* Goal of the exercise: Reproduce all of the data exactly, with no line skipped.
── Given data ──
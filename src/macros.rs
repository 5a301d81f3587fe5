//! Logging macros for ergonomic message formatting.
//!
//! Each macro takes an optional logger before the format string. Without
//! one, the record goes to the [default logger](crate::global).
//!
//! ```
//! use log_dispatch::prelude::*;
//! use log_dispatch::info;
//!
//! let logger = Logger::new();
//!
//! // Explicit logger
//! info!(logger, "Server listening on port {}", 8080);
//!
//! // Default logger
//! info!("User {} performed action: {}", 42, "login");
//! ```

/// Log a message at the given level.
///
/// ```
/// # use log_dispatch::prelude::*;
/// # let logger = Logger::new();
/// use log_dispatch::log;
/// log!(logger, LogLevel::Info, "Simple message");
/// log!(LogLevel::Error, "Error code: {}", 500);
/// ```
#[macro_export]
macro_rules! log {
    ($level:path, $fmt:literal $($arg:tt)*) => {
        $crate::global::log_args($level, format_args!($fmt $($arg)*))
    };
    ($logger:expr, $level:expr, $($arg:tt)+) => {
        $logger.log_args($level, format_args!($($arg)+))
    };
}

#[macro_export]
macro_rules! debug {
    ($fmt:literal $($arg:tt)*) => {
        $crate::global::log_args($crate::LogLevel::Debug, format_args!($fmt $($arg)*))
    };
    ($logger:expr, $($arg:tt)+) => {
        $logger.log_args($crate::LogLevel::Debug, format_args!($($arg)+))
    };
}

#[macro_export]
macro_rules! trace {
    ($fmt:literal $($arg:tt)*) => {
        $crate::global::log_args($crate::LogLevel::Trace, format_args!($fmt $($arg)*))
    };
    ($logger:expr, $($arg:tt)+) => {
        $logger.log_args($crate::LogLevel::Trace, format_args!($($arg)+))
    };
}

#[macro_export]
macro_rules! info {
    ($fmt:literal $($arg:tt)*) => {
        $crate::global::log_args($crate::LogLevel::Info, format_args!($fmt $($arg)*))
    };
    ($logger:expr, $($arg:tt)+) => {
        $logger.log_args($crate::LogLevel::Info, format_args!($($arg)+))
    };
}

#[macro_export]
macro_rules! warning {
    ($fmt:literal $($arg:tt)*) => {
        $crate::global::log_args($crate::LogLevel::Warning, format_args!($fmt $($arg)*))
    };
    ($logger:expr, $($arg:tt)+) => {
        $logger.log_args($crate::LogLevel::Warning, format_args!($($arg)+))
    };
}

#[macro_export]
macro_rules! error {
    ($fmt:literal $($arg:tt)*) => {
        $crate::global::log_args($crate::LogLevel::Error, format_args!($fmt $($arg)*))
    };
    ($logger:expr, $($arg:tt)+) => {
        $logger.log_args($crate::LogLevel::Error, format_args!($($arg)+))
    };
}

#[macro_export]
macro_rules! fatal {
    ($fmt:literal $($arg:tt)*) => {
        $crate::global::log_args($crate::LogLevel::Fatal, format_args!($fmt $($arg)*))
    };
    ($logger:expr, $($arg:tt)+) => {
        $logger.log_args($crate::LogLevel::Fatal, format_args!($($arg)+))
    };
}

#[cfg(test)]
mod tests {
    use crate::core::{LogLevel, Logger};
    use crate::emitters::ChannelEmitter;
    use std::sync::Arc;

    fn capturing_logger() -> (Logger, crossbeam_channel::Receiver<crate::emitters::Delivery>) {
        let logger = Logger::builder().seed_default_name(false).build();
        let (emitter, receiver) = ChannelEmitter::unbounded();
        logger.add_handler("capture", Arc::new(emitter));
        (logger, receiver)
    }

    #[test]
    fn test_log_macro_with_logger() {
        let (logger, records) = capturing_logger();
        log!(logger, LogLevel::Info, "Test message");
        log!(logger, LogLevel::Warning, "Formatted: {}", 42);

        let (_, first) = records.try_recv().unwrap();
        let (_, second) = records.try_recv().unwrap();
        assert_eq!(first.message, "Test message");
        assert_eq!(second.level, LogLevel::Warning);
        assert_eq!(second.message, "Formatted: 42");
    }

    #[test]
    fn test_level_macros_with_logger() {
        let (logger, records) = capturing_logger();
        debug!(logger, "Count: {}", 5);
        trace!(logger, "Value: {}", 10);
        info!(logger, "Items: {}", 100);
        warning!(logger, "Retry {} of {}", 1, 3);
        error!(logger, "Code: {}", 500);
        fatal!(logger, "Critical failure: {}", "system");

        let levels: Vec<LogLevel> = records.try_iter().map(|(_, r)| r.level).collect();
        assert_eq!(levels, LogLevel::ALL.to_vec());
    }

    #[test]
    fn test_inline_format_args() {
        let (logger, records) = capturing_logger();
        let port = 8080;
        info!(logger, "listening on {port}");
        assert_eq!(records.try_recv().unwrap().1.message, "listening on 8080");
    }
}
───
* Output of the exercise:
filename src/macros.rs
repository 5a301d81f3587fe5
//! Logging macros for ergonomic message formatting.
//!
//! Each macro takes an optional logger before the format string. Without
//! one, the record goes to the [default logger](crate::global).
//!
//! ```
//! use log_dispatch::prelude::*;
//! use log_dispatch::info;
//!
//! let logger = Logger::new();
//!
//! // Explicit logger
//! info!(logger, "Server listening on port {}", 8080);
//!
//! // Default logger
//! info!("User {} performed action: {}", 42, "login");
//! ```

/// Log a message at the given level.
///
/// ```
/// # use log_dispatch::prelude::*;
/// # let logger = Logger::new();
/// use log_dispatch::log;
/// log!(logger, LogLevel::Info, "Simple message");
/// log!(LogLevel::Error, "Error code: {}", 500);
/// ```
#[macro_export]
macro_rules! log {
    ($level:path, $fmt:literal $($arg:tt)*) => {
        $crate::global::log_args($level, format_args!($fmt $($arg)*))
    };
    ($logger:expr, $level:expr, $($arg:tt)+) => {
        $logger.log_args($level, format_args!($($arg)+))
    };
}

#[macro_export]
macro_rules! debug {
    ($fmt:literal $($arg:tt)*) => {
        $crate::global::log_args($crate::LogLevel::Debug, format_args!($fmt $($arg)*))
    };
    ($logger:expr, $($arg:tt)+) => {
        $logger.log_args($crate::LogLevel::Debug, format_args!($($arg)+))
    };
}

#[macro_export]
macro_rules! trace {
    ($fmt:literal $($arg:tt)*) => {
        $crate::global::log_args($crate::LogLevel::Trace, format_args!($fmt $($arg)*))
    };
    ($logger:expr, $($arg:tt)+) => {
        $logger.log_args($crate::LogLevel::Trace, format_args!($($arg)+))
    };
}

#[macro_export]
macro_rules! info {
    ($fmt:literal $($arg:tt)*) => {
        $crate::global::log_args($crate::LogLevel::Info, format_args!($fmt $($arg)*))
    };
    ($logger:expr, $($arg:tt)+) => {
        $logger.log_args($crate::LogLevel::Info, format_args!($($arg)+))
    };
}

#[macro_export]
macro_rules! warning {
    ($fmt:literal $($arg:tt)*) => {
        $crate::global::log_args($crate::LogLevel::Warning, format_args!($fmt $($arg)*))
    };
    ($logger:expr, $($arg:tt)+) => {
        $logger.log_args($crate::LogLevel::Warning, format_args!($($arg)+))
    };
}

#[macro_export]
macro_rules! error {
    ($fmt:literal $($arg:tt)*) => {
        $crate::global::log_args($crate::LogLevel::Error, format_args!($fmt $($arg)*))
    };
    ($logger:expr, $($arg:tt)+) => {
        $logger.log_args($crate::LogLevel::Error, format_args!($($arg)+))
    };
}

#[macro_export]
macro_rules! fatal {
    ($fmt:literal $($arg:tt)*) => {
        $crate::global::log_args($crate::LogLevel::Fatal, format_args!($fmt $($arg)*))
    };
    ($logger:expr, $($arg:tt)+) => {
        $logger.log_args($crate::LogLevel::Fatal, format_args!($($arg)+))
    };
}

#[cfg(test)]
mod tests {
    use crate::core::{LogLevel, Logger};
    use crate::emitters::ChannelEmitter;
    use std::sync::Arc;

    fn capturing_logger() -> (Logger, crossbeam_channel::Receiver<crate::emitters::Delivery>) {
        let logger = Logger::builder().seed_default_name(false).build();
        let (emitter, receiver) = ChannelEmitter::unbounded();
        logger.add_handler("capture", Arc::new(emitter));
        (logger, receiver)
    }

    #[test]
    fn test_log_macro_with_logger() {
        let (logger, records) = capturing_logger();
        log!(logger, LogLevel::Info, "Test message");
        log!(logger, LogLevel::Warning, "Formatted: {}", 42);

        let (_, first) = records.try_recv().unwrap();
        let (_, second) = records.try_recv().unwrap();
        assert_eq!(first.message, "Test message");
        assert_eq!(second.level, LogLevel::Warning);
        assert_eq!(second.message, "Formatted: 42");
    }

    #[test]
    fn test_level_macros_with_logger() {
        let (logger, records) = capturing_logger();
        debug!(logger, "Count: {}", 5);
        trace!(logger, "Value: {}", 10);
        info!(logger, "Items: {}", 100);
        warning!(logger, "Retry {} of {}", 1, 3);
        error!(logger, "Code: {}", 500);
        fatal!(logger, "Critical failure: {}", "system");

        let levels: Vec<LogLevel> = records.try_iter().map(|(_, r)| r.level).collect();
        assert_eq!(levels, LogLevel::ALL.to_vec());
    }

    #[test]
    fn test_inline_format_args() {
        let (logger, records) = capturing_logger();
        let port = 8080;
        info!(logger, "listening on {port}");
        assert_eq!(records.try_recv().unwrap().1.message, "listening on 8080");
    }
}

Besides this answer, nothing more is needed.